Willow looked at her through the barrier. Annabelle seemed better now than she had on the road. She’d clearly had a shower and was being taken care of. Willow, on the other hand, received chunks of cooked meat portaled in from somewhere else which she had to eat with her hands. She hadn’t had a bath in weeks.
“A warbeast,” Willow said. “Tell me, did you know then? When that thing was attacking Durum, what it had been? Did you know it was once a person?”
Annabelle looked away. “I suspected,” she said. “But it’s been so long since I left Asche, and I never knew much about he was doing down here.”
“You knew enough though, didn’t you,” Willow said. “You suspected he’d done it, when you saw me for the first time.”
Annabelle sighed. “Yes,” she said. “That’s when I first put it together.”
Willow scoffed. “Lucky. I wish I’d known enough then to stay far away from you. If I hadn’t let you and Carl work me over…”
But wishes weren’t horses, and she was being forced to grow now beyond her control.
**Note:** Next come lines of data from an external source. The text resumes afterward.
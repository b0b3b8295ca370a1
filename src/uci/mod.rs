//! Universal Chess Interface (UCI) protocol implementation.
//!
//! Handles communication with chess GUIs following the UCI specification.

use std::fmt;

use crate::board::{Board, FenError, Move, MoveParseError};

pub mod command;
pub mod engine;
pub mod options;
pub mod print;
pub mod report;
pub mod time;

pub use engine::run_uci_loop;

/// Error type for UCI position command parsing
#[derive(Debug, Clone)]
pub enum UciError {
    /// Invalid FEN string
    InvalidFen(FenError),
    /// Invalid move in the move list
    InvalidMove { move_str: String, error: MoveParseError },
    /// Missing required parts in the command
    MissingParts,
}

impl fmt::Display for UciError {
    fn fmt(&self, f: &mut fmt::Formatter<'_>) -> fmt::Result {
        match self {
            UciError::InvalidFen(e) => write!(f, "Invalid FEN: {e}"),
            UciError::InvalidMove { move_str, error } => {
                write!(f, "Invalid move '{move_str}': {error}")
            }
            UciError::MissingParts => write!(f, "Missing required parts in position command"),
        }
    }
}

impl std::error::Error for UciError {}

impl From<FenError> for UciError {
    fn from(e: FenError) -> Self {
        UciError::InvalidFen(e)
    }
}

/// Parse a move in UCI format (e.g., "e2e4", "e7e8q").
///
/// Delegates to `Board::parse_move`. Returns `None` if the move is invalid.
#[must_use]
pub fn parse_uci_move(board: &mut Board, uci_string: &str) -> Option<Move> {
    board.parse_move(uci_string).ok()
}

/// Parse a UCI position command, returning an error on failure.
///
/// Supports both "position startpos" and "position fen <fen>" formats,
/// optionally followed by "moves <move1> <move2> ...".
pub fn try_parse_position_command(board: &mut Board, parts: &[&str]) -> Result<(), UciError> {
    let mut i = 1;

    if i >= parts.len() {
        return Err(UciError::MissingParts);
    }

    if parts[i] == "startpos" {
        *board = Board::new();
        i += 1;
    } else if parts[i] == "fen" {
        if i + 6 >= parts.len() {
            return Err(UciError::MissingParts);
        }
        let fen = parts[i + 1..i + 7].join(" ");
        *board = Board::try_from_fen(&fen)?;
        i += 7;
    } else {
        return Err(UciError::MissingParts);
    }

    if i < parts.len() && parts[i] == "moves" {
        i += 1;
        while i < parts.len() {
            let mv = board.parse_move(parts[i]).map_err(|e| UciError::InvalidMove {
                move_str: parts[i].to_string(),
                error: e,
            })?;
            board.make_move(&mv);
            i += 1;
        }
    }

    Ok(())
}

/// Parse a UCI position command, printing errors to stderr on failure.
///
/// This is a convenience wrapper around `try_parse_position_command` for
/// use in the main UCI loop where errors should be logged but not propagated.
pub fn parse_position_command(board: &mut Board, parts: &[&str]) {
    if let Err(e) = try_parse_position_command(board, parts) {
        crate::log_warn!("bad position command: {}", e);
        eprintln!("Error: {e}");
    }
}

#[must_use] 
pub fn format_uci_move(mv: &Move) -> String {
    mv.to_string()
}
How long in this essence womb before she would start to change? How long before she lost her humanity? How long before she lost her mind?
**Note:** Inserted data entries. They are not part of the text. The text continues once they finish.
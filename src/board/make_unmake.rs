//! Make/unmake move application with incremental Zobrist hash and
//! incremental tapered-eval maintenance.
//!
//! Every hash and eval update here mirrors the corresponding Zobrist key or
//! PST lookup used to build the position from scratch in
//! `Board::recalculate_incremental_eval` / `calculate_initial_hash` - the
//! two must never drift apart, which is exercised by the
//! `incremental_hash_matches_recalculation` test below.

use super::pst::{MATERIAL_EG, MATERIAL_MG, PHASE_WEIGHTS, PST_EG, PST_MG};
use super::state::{NullMoveInfo, UnmakeInfo};
use super::{castle_bit, Bitboard, Board, Color, Move, Piece, Square};
use crate::zobrist::ZOBRIST;

/// Mirror a square index for the side whose PST entries are stored
/// black-relative (the tables in `pst.rs` are laid out from White's side).
fn pst_square(sq: usize, color: Color) -> usize {
    if color == Color::White {
        sq
    } else {
        sq ^ 56
    }
}

impl Board {
    pub(crate) fn current_color(&self) -> Color {
        if self.white_to_move {
            Color::White
        } else {
            Color::Black
        }
    }

    pub(crate) fn opponent_color(&self, color: Color) -> Color {
        color.opponent()
    }

    pub(crate) fn is_empty(&self, sq: Square) -> bool {
        self.all_occupied.0 & (1u64 << sq.index().as_usize()) == 0
    }

    /// The `(color, piece)` occupying `sq`, if any.
    pub fn piece_at(&self, sq: Square) -> Option<(Color, Piece)> {
        let bit = 1u64 << sq.index().as_usize();
        if self.all_occupied.0 & bit == 0 {
            return None;
        }
        for color in [Color::White, Color::Black] {
            for piece_idx in 0..6 {
                if self.pieces[color.index()][piece_idx].0 & bit != 0 {
                    return Some((color, PIECE_ORDER[piece_idx]));
                }
            }
        }
        None
    }

    pub(crate) fn pieces_of(&self, color: Color, piece: Piece) -> Bitboard {
        self.pieces[color.index()][piece.index()]
    }

    pub(crate) fn occupied_by(&self, color: Color) -> Bitboard {
        self.occupied[color.index()]
    }

    pub(crate) fn all_pieces_of_type(&self, piece: Piece) -> Bitboard {
        Bitboard(
            self.pieces[Color::White.index()][piece.index()].0
                | self.pieces[Color::Black.index()][piece.index()].0,
        )
    }

    pub(crate) fn opponent_pieces(&self, color: Color, piece: Piece) -> Bitboard {
        self.pieces_of(color.opponent(), piece)
    }

    pub(crate) fn has_castling_right(&self, color: Color, side: char) -> bool {
        self.castling_rights & castle_bit(color, side) != 0
    }

    /// Place `piece` of `color` on `sq`, clearing whatever was there first.
    pub(crate) fn set_piece(&mut self, sq: Square, color: Color, piece: Piece) {
        if let Some((old_color, old_piece)) = self.piece_at(sq) {
            self.remove_piece(sq, old_color, old_piece);
        }
        let bit = Bitboard::from_square(sq);
        self.pieces[color.index()][piece.index()].0 |= bit.0;
        self.occupied[color.index()].0 |= bit.0;
        self.all_occupied.0 |= bit.0;
    }

    fn remove_piece(&mut self, sq: Square, color: Color, piece: Piece) {
        let bit = Bitboard::from_square(sq);
        self.pieces[color.index()][piece.index()].0 &= !bit.0;
        self.occupied[color.index()].0 &= !bit.0;
        self.all_occupied.0 &= !bit.0;
    }

    /// Compute the Zobrist hash for the current position from scratch.
    pub(crate) fn calculate_initial_hash(&self) -> u64 {
        let mut hash = 0u64;

        for color in [Color::White, Color::Black] {
            for piece in PIECE_ORDER {
                let mut bb = self.pieces[color.index()][piece.index()].0;
                while bb != 0 {
                    let sq_idx = bb.trailing_zeros() as usize;
                    bb &= bb - 1;
                    hash ^= ZOBRIST.piece_keys[piece.index()][color.index()][sq_idx];
                }
            }
        }

        if !self.white_to_move {
            hash ^= ZOBRIST.black_to_move_key;
        }

        if self.has_castling_right(Color::White, 'K') {
            hash ^= ZOBRIST.castling_keys[Color::White.index()][0];
        }
        if self.has_castling_right(Color::White, 'Q') {
            hash ^= ZOBRIST.castling_keys[Color::White.index()][1];
        }
        if self.has_castling_right(Color::Black, 'K') {
            hash ^= ZOBRIST.castling_keys[Color::Black.index()][0];
        }
        if self.has_castling_right(Color::Black, 'Q') {
            hash ^= ZOBRIST.castling_keys[Color::Black.index()][1];
        }

        if let Some(ep) = self.en_passant_target {
            hash ^= ZOBRIST.en_passant_keys[ep.1];
        }

        hash
    }

    fn record_repetition(&mut self, hash: u64) -> u32 {
        self.repetition_counts.increment(hash)
    }

    fn add_piece_eval(&mut self, color: Color, piece: Piece, sq: Square) -> u64 {
        let c_idx = color.index();
        let sq_idx = pst_square(sq.index().as_usize(), color);
        self.eval_mg[c_idx] += MATERIAL_MG[piece.index()] + PST_MG[piece.index()][sq_idx];
        self.eval_eg[c_idx] += MATERIAL_EG[piece.index()] + PST_EG[piece.index()][sq_idx];
        self.game_phase[c_idx] += PHASE_WEIGHTS[piece.index()];
        ZOBRIST.piece_keys[piece.index()][color.index()][sq.index().as_usize()]
    }

    fn remove_piece_eval(&mut self, color: Color, piece: Piece, sq: Square) -> u64 {
        let c_idx = color.index();
        let sq_idx = pst_square(sq.index().as_usize(), color);
        self.eval_mg[c_idx] -= MATERIAL_MG[piece.index()] + PST_MG[piece.index()][sq_idx];
        self.eval_eg[c_idx] -= MATERIAL_EG[piece.index()] + PST_EG[piece.index()][sq_idx];
        self.game_phase[c_idx] -= PHASE_WEIGHTS[piece.index()];
        ZOBRIST.piece_keys[piece.index()][color.index()][sq.index().as_usize()]
    }

    /// Apply `m` to the position, returning the information needed to undo it.
    pub(crate) fn make_move(&mut self, m: &Move) -> UnmakeInfo {
        let color = self.current_color();
        let opponent = color.opponent();

        let previous_hash = self.hash;
        let previous_castling_rights = self.castling_rights;
        let previous_en_passant_target = self.en_passant_target;
        let previous_halfmove_clock = self.halfmove_clock;
        let previous_full_move_number = self.full_move_number;
        let previous_eval_mg = self.eval_mg;
        let previous_eval_eg = self.eval_eg;
        let previous_game_phase = self.game_phase;

        let mut hash = self.hash;
        hash ^= ZOBRIST.black_to_move_key;

        if let Some(ep) = previous_en_passant_target {
            hash ^= ZOBRIST.en_passant_keys[ep.1];
        }

        let moving_piece = self
            .piece_at(m.from)
            .map(|(_, p)| p)
            .expect("make_move: no piece on from-square");

        // Captures (including en passant) - remove the victim first.
        let mut captured_piece_info = None;
        if m.is_en_passant {
            let captured_sq = Square(m.from.0, m.to.1);
            self.remove_piece(captured_sq, opponent, Piece::Pawn);
            hash ^= self.remove_piece_eval(opponent, Piece::Pawn, captured_sq);
            captured_piece_info = Some((opponent, Piece::Pawn));
        } else if let Some(captured) = m.captured_piece {
            self.remove_piece(m.to, opponent, captured);
            hash ^= self.remove_piece_eval(opponent, captured, m.to);
            captured_piece_info = Some((opponent, captured));
        }

        // Move (or promote) the piece itself.
        self.remove_piece(m.from, color, moving_piece);
        hash ^= self.remove_piece_eval(color, moving_piece, m.from);

        let placed_piece = m.promotion.unwrap_or(moving_piece);
        self.set_piece(m.to, color, placed_piece);
        hash ^= self.add_piece_eval(color, placed_piece, m.to);

        // Castling also moves the rook.
        if m.is_castling {
            let rank = m.from.0;
            let (rook_from, rook_to) = if m.to.1 > m.from.1 {
                (Square(rank, 7), Square(rank, 5))
            } else {
                (Square(rank, 0), Square(rank, 3))
            };
            self.remove_piece(rook_from, color, Piece::Rook);
            hash ^= self.remove_piece_eval(color, Piece::Rook, rook_from);
            self.set_piece(rook_to, color, Piece::Rook);
            hash ^= self.add_piece_eval(color, Piece::Rook, rook_to);
        }

        // New en passant target: only set on a pawn double push.
        self.en_passant_target = None;
        if moving_piece == Piece::Pawn && m.from.0.abs_diff(m.to.0) == 2 {
            let ep_sq = Square((m.from.0 + m.to.0) / 2, m.from.1);
            self.en_passant_target = Some(ep_sq);
            hash ^= ZOBRIST.en_passant_keys[ep_sq.1];
        }

        // Halfmove clock resets on pawn moves and captures.
        if moving_piece == Piece::Pawn || captured_piece_info.is_some() {
            self.halfmove_clock = 0;
        } else {
            self.halfmove_clock += 1;
        }

        // Castling rights: king moves clear both, rook moves/captures clear one.
        let mut rights = self.castling_rights;
        match (color, moving_piece) {
            (Color::White, Piece::King) => rights &= !(castle_bit(Color::White, 'K') | castle_bit(Color::White, 'Q')),
            (Color::Black, Piece::King) => rights &= !(castle_bit(Color::Black, 'K') | castle_bit(Color::Black, 'Q')),
            _ => {}
        }
        for (sq, owner, side) in [
            (Square(0, 0), Color::White, 'Q'),
            (Square(0, 7), Color::White, 'K'),
            (Square(7, 0), Color::Black, 'Q'),
            (Square(7, 7), Color::Black, 'K'),
        ] {
            if m.from == sq || m.to == sq {
                rights &= !castle_bit(owner, side);
            }
        }
        if rights != previous_castling_rights {
            for (owner, side) in [
                (Color::White, 'K'),
                (Color::White, 'Q'),
                (Color::Black, 'K'),
                (Color::Black, 'Q'),
            ] {
                let idx = if side == 'K' { 0 } else { 1 };
                let was_set = previous_castling_rights & castle_bit(owner, side) != 0;
                let now_set = rights & castle_bit(owner, side) != 0;
                if was_set != now_set {
                    hash ^= ZOBRIST.castling_keys[owner.index()][idx];
                }
            }
        }
        self.castling_rights = rights;

        // The full move counter increments once Black completes a move,
        // matching the move-pair numbering used in FEN/PGN.
        if color == Color::Black {
            self.full_move_number += 1;
        }

        self.white_to_move = !self.white_to_move;
        self.hash = hash;
        let previous_repetition_count = self.repetition_counts.get(hash);
        self.record_repetition(hash);

        UnmakeInfo {
            captured_piece_info,
            previous_en_passant_target,
            previous_castling_rights,
            previous_hash,
            previous_halfmove_clock,
            previous_full_move_number,
            made_hash: hash,
            previous_repetition_count,
            previous_eval_mg,
            previous_eval_eg,
            previous_game_phase,
        }
    }

    pub(crate) fn unmake_move(&mut self, m: &Move, info: UnmakeInfo) {
        let color = self.current_color().opponent();
        let opponent = color.opponent();

        self.repetition_counts.set(info.made_hash, info.previous_repetition_count);

        let placed_piece = m.promotion.unwrap_or_else(|| {
            self.piece_at(m.to).map(|(_, p)| p).expect("unmake_move: no piece on to-square")
        });
        self.remove_piece(m.to, color, placed_piece);

        let moving_piece = if m.promotion.is_some() { Piece::Pawn } else { placed_piece };
        self.set_piece(m.from, color, moving_piece);

        if m.is_castling {
            let rank = m.from.0;
            let (rook_from, rook_to) = if m.to.1 > m.from.1 {
                (Square(rank, 7), Square(rank, 5))
            } else {
                (Square(rank, 0), Square(rank, 3))
            };
            self.remove_piece(rook_to, color, Piece::Rook);
            self.set_piece(rook_from, color, Piece::Rook);
        } else if m.is_en_passant {
            let captured_sq = Square(m.from.0, m.to.1);
            self.set_piece(captured_sq, opponent, Piece::Pawn);
        } else if let Some(captured) = info.captured_piece_info {
            self.set_piece(m.to, captured.0, captured.1);
        }

        self.white_to_move = color == Color::White;
        self.castling_rights = info.previous_castling_rights;
        self.en_passant_target = info.previous_en_passant_target;
        self.hash = info.previous_hash;
        self.halfmove_clock = info.previous_halfmove_clock;
        self.full_move_number = info.previous_full_move_number;
        self.eval_mg = info.previous_eval_mg;
        self.eval_eg = info.previous_eval_eg;
        self.game_phase = info.previous_game_phase;
    }

    /// Apply a null move (pass), used by null-move pruning.
    pub(crate) fn make_null_move(&mut self) -> NullMoveInfo {
        let previous_en_passant_target = self.en_passant_target;
        let previous_hash = self.hash;

        let mut hash = self.hash ^ ZOBRIST.black_to_move_key;
        if let Some(ep) = previous_en_passant_target {
            hash ^= ZOBRIST.en_passant_keys[ep.1];
        }
        self.en_passant_target = None;
        self.white_to_move = !self.white_to_move;
        self.hash = hash;

        NullMoveInfo {
            previous_en_passant_target,
            previous_hash,
        }
    }

    pub(crate) fn unmake_null_move(&mut self, info: NullMoveInfo) {
        self.white_to_move = !self.white_to_move;
        self.en_passant_target = info.previous_en_passant_target;
        self.hash = info.previous_hash;
    }
}

const PIECE_ORDER: [Piece; 6] = [
    Piece::Pawn,
    Piece::Knight,
    Piece::Bishop,
    Piece::Rook,
    Piece::Queen,
    Piece::King,
];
“You were right, though,” Willow said. “He did send that warbeast for me. I just didn’t know then that if I’d have stayed we could have fought them off. Maybe the cannons wouldn’t have done anything, but I could have. And I’d still have the city.”
Willow reached out, threading her fingers through the concentrated essence. “Did you know they’re coming for me? And what will he make me do, I wonder? Kill them?”
Annabelle shook her head. Willow lowered her arm, but the fog still curled and folded in on itself from the psychokinetic limb which stirred it in its place.
“You’re not here to get me out,” Willow said. “So what are you here for? To apologize?”
Annabelle shuffled back.
“Not accepted,” Willow said, and the other woman fled from the laboratory.